You must decide if you are using C or C ++. These languages ββvary widely in situations like yours.
In C ++, a "pointer to an array [] " (i.e. an array of indefinite size) is a completely different type from a "pointer to an array [N]" (i.e. an array of a specified size). This immediately means that your code is not able to compile C ++ code. This is not a warning, this is a mistake. If you want your code to compile as C ++, you need to specify the size of the exact array in the return type of the function
char (*(*x())[4])()
And, of course, you need to return &funclist , since you are declaring your function as returning a pointer to an array.

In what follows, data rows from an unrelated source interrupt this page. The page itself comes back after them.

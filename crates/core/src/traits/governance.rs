//! Governance traits.

use async_trait::async_trait;

/// Interactive yes/no gate consulted before a dangerous command runs.
#[async_trait]
pub trait ConfirmationPrompt: Send + Sync {
    /// Ask the operator whether `command` may run. `reason` explains why the
    /// command was flagged. Returns `true` only on an explicit yes.
    async fn confirm(&self, command: &str, reason: &str) -> bool;
}
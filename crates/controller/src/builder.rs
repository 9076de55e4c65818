//! Builder for [`ExecutionRouter`].

use std::sync::Arc;

use shellguard_core::{
    AppConfig, ConfirmationPrompt, HistoryRecorder, Result, SessionContext, WorkingDirectory,
};
use shellguard_governance::{SafetyClassifier, StdinPrompt};
use shellguard_sandbox::{SandboxConfig, SandboxEngine, SandboxManager};

use crate::host::HostRunner;
use crate::router::ExecutionRouter;

/// Builder for creating an ExecutionRouter.
///
/// Collaborators left unset fall back to a terminal prompt and a
/// [`SessionContext`] rooted at the current directory. The sandbox connects
/// lazily on the first command that needs it unless one is supplied.
pub struct RouterBuilder {
    config: AppConfig,
    sandbox: Option<Arc<SandboxManager>>,
    engine: Option<Arc<dyn SandboxEngine>>,
    prompt: Option<Arc<dyn ConfirmationPrompt>>,
    workdir: Option<Arc<dyn WorkingDirectory>>,
    history: Option<Arc<dyn HistoryRecorder>>,
    host: HostRunner,
}

impl RouterBuilder {
    /// Create a new builder from the loaded configuration.
    pub fn new(config: AppConfig) -> Self {
        Self {
            config,
            sandbox: None,
            engine: None,
            prompt: None,
            workdir: None,
            history: None,
            host: HostRunner::default(),
        }
    }

    /// Use an already connected sandbox manager.
    pub fn with_sandbox(mut self, sandbox: Arc<SandboxManager>) -> Self {
        self.sandbox = Some(sandbox);
        self
    }

    /// Connect lazily through `engine` instead of the local Docker daemon.
    /// Ignored when a connected sandbox is supplied.
    pub fn with_sandbox_engine(mut self, engine: Arc<dyn SandboxEngine>) -> Self {
        self.engine = Some(engine);
        self
    }

    /// Set the confirmation prompt for dangerous commands.
    pub fn with_prompt(mut self, prompt: Arc<dyn ConfirmationPrompt>) -> Self {
        self.prompt = Some(prompt);
        self
    }

    /// Use one session for both the working directory and history.
    pub fn with_session(mut self, session: Arc<SessionContext>) -> Self {
        self.workdir = Some(session.clone() as Arc<dyn WorkingDirectory>);
        self.history = Some(session as Arc<dyn HistoryRecorder>);
        self
    }

    pub fn with_working_directory(mut self, workdir: Arc<dyn WorkingDirectory>) -> Self {
        self.workdir = Some(workdir);
        self
    }

    pub fn with_history(mut self, history: Arc<dyn HistoryRecorder>) -> Self {
        self.history = Some(history);
        self
    }

    pub fn with_host_runner(mut self, host: HostRunner) -> Self {
        self.host = host;
        self
    }

    /// Build the ExecutionRouter. Fails on an invalid policy or limits.
    pub fn build(self) -> Result<ExecutionRouter> {
        let classifier = SafetyClassifier::new(&self.config.policy)?;
        let sandbox_config = SandboxConfig::from_app_config(&self.config)?;

        let (workdir, history): (Arc<dyn WorkingDirectory>, Arc<dyn HistoryRecorder>) =
            match (self.workdir, self.history) {
                (Some(w), Some(h)) => (w, h),
                (workdir, history) => {
                    let session = Arc::new(SessionContext::from_current_dir()?);
                    (
                        workdir.unwrap_or_else(|| session.clone() as Arc<dyn WorkingDirectory>),
                        history.unwrap_or(session as Arc<dyn HistoryRecorder>),
                    )
                }
            };

        Ok(ExecutionRouter {
            classifier,
            host: self.host,
            sandbox: tokio::sync::OnceCell::new_with(self.sandbox),
            sandbox_config,
            engine: self.engine,
            prompt: self.prompt.unwrap_or_else(|| Arc::new(StdinPrompt::new())),
            workdir,
            history,
        })
    }
}
#[async_trait]
impl SandboxEngine for MockSandbox {
    async fn ping(&self) -> FaultResult<()> {
        if self.state.lock().await.available {
            Ok(())
        } else {
            Err(RuntimeFault::Other("connection refused".to_string()))
        }
    }

    async fn image_exists(&self, image: &str) -> FaultResult<bool> {
        Ok(self.state.lock().await.images.contains(image))
    }

    async fn build_image(&self, image: &str, context: &Path) -> Result<()> {
        let mut state = self.state.lock().await;
        state.builds.push((image.to_string(), context.to_path_buf()));
        if state.fail_builds {
            return Err(Error::image_build(format!("mock build failed for {}", image)));
        }
        state.images.insert(image.to_string());
        Ok(())
    }

    async fn create(&self, spec: &ContainerSpec) -> FaultResult<SandboxId> {
        let mut state = self.state.lock().await;
        if let Some(fault) = state.create_faults.pop_front() {
            return Err(fault);
        }
        if !state.images.contains(&spec.image) {
            return Err(RuntimeFault::NotFound(format!("No such image: {}", spec.image)));
        }

        let id = SandboxId(format!("mock-{}", uuid::Uuid::new_v4()));
        state.created.push(spec.clone());
        state.containers.insert(
            id.clone(),
            MockContainer {
                spec: spec.clone(),
                running: true,
                output: None,
            },
        );
        Ok(id)
    }

    async fn status(&self, id: &SandboxId) -> FaultResult<ContainerStatus> {
        match self.state.lock().await.containers.get(id) {
            Some(c) if c.running => Ok(ContainerStatus::Running),
            Some(_) => Ok(ContainerStatus::NotRunning("exited".to_string())),
            None => Err(RuntimeFault::NotFound(format!("No such container: {}", id))),
        }
    }

    async fn exec(
        &self,
        id: &SandboxId,
        argv: &[String],
        _deadline: Duration,
    ) -> FaultResult<CommandOutput> {
        let mut state = self.state.lock().await;
        state.exec_calls.push((id.clone(), argv.to_vec()));

        if let Some(fault) = state.exec_faults.pop_front() {
            return Err(fault);
        }
        match state.containers.get(id) {
            None => return Err(RuntimeFault::NotFound(format!("No such container: {}", id))),
            Some(c) if !c.running => {
                return Err(RuntimeFault::Api(format!("Container {} is not running", id)))
            }
            Some(_) => {}
        }

        Ok(state
            .responses
            .pop_front()
            .unwrap_or_else(|| echo_output(argv)))
    }

    async fn wait(&self, id: &SandboxId, _deadline: Duration) -> FaultResult<i64> {
        let mut state = self.state.lock().await;
        let scripted = state.responses.pop_front();
        let container = state
            .containers
            .get_mut(id)
            .ok_or_else(|| RuntimeFault::NotFound(format!("No such container: {}", id)))?;

        let output = scripted.unwrap_or_else(|| echo_output(&container.spec.cmd));
        let code = output.exit_code;
        container.output = Some(output);
        container.running = false;
        Ok(code)
    }

    async fn logs(&self, id: &SandboxId) -> FaultResult<(String, String)> {
        let state = self.state.lock().await;
        let container = state
            .containers
            .get(id)
            .ok_or_else(|| RuntimeFault::NotFound(format!("No such container: {}", id)))?;
        Ok(container
            .output
            .as_ref()
            .map(|o| (o.stdout.clone(), o.stderr.clone()))
            .unwrap_or_default())
    }

    async fn stop(&self, id: &SandboxId, _grace: Duration) -> FaultResult<()> {
        match self.state.lock().await.containers.get_mut(id) {
            Some(c) => {
                c.running = false;
                Ok(())
            }
            None => Err(RuntimeFault::NotFound(format!("No such container: {}", id))),
        }
    }

    async fn remove(&self, id: &SandboxId) -> FaultResult<()> {
        let mut state = self.state.lock().await;
        if state.containers.remove(id).is_none() {
            return Err(RuntimeFault::NotFound(format!("No such container: {}", id)));
        }
        state.removed.push(id.clone());
        Ok(())
    }

    async fn list_by_image(&self, image: &str) -> FaultResult<Vec<SandboxId>> {
        Ok(self
            .state
            .lock()
            .await
            .containers
            .iter()
            .filter(|(_, c)| c.spec.image == image)
            .map(|(id, _)| id.clone())
            .collect())
    }
}

// =============================================================================
// Tests
// =============================================================================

In main declaring the receiving pointer as char (**fs)() makes no sense. The function returns a pointer to an array, not a pointer to a pointer. You must declare your fs as
char (*(*fs)[4])();
i.e. as having the type of a pointer to an array (note the similarity to the function declaration). And to call a function through such a pointer, you must do
printf("%c\n", (*fs)[1]());
In C, the explicit size of the array in the array pointer declarations can be omitted, since in the C pointer "for type [], the array is" compatible with "pointer to array type [N]", but the other items are still there. However, even in C, it may make sense to specify this size explicitly.
Alternatively, you can stop using the pointer-array type and use the pointer-to-pointer type instead. In this case, your function should be defined as follows
char (**x())() { static char (*funclist[4])() = {foo, bar, blurga, bletch}; return funclist;
and in main you will work with it as follows
char (**fs)(); fs = x(); printf("%c\n", fs[1]());
Please note that this main is the same as what you had in the original message. In other words, your source code is a fancy merger of two different completely incompatible methods. You must decide which one you want to use and stick to it.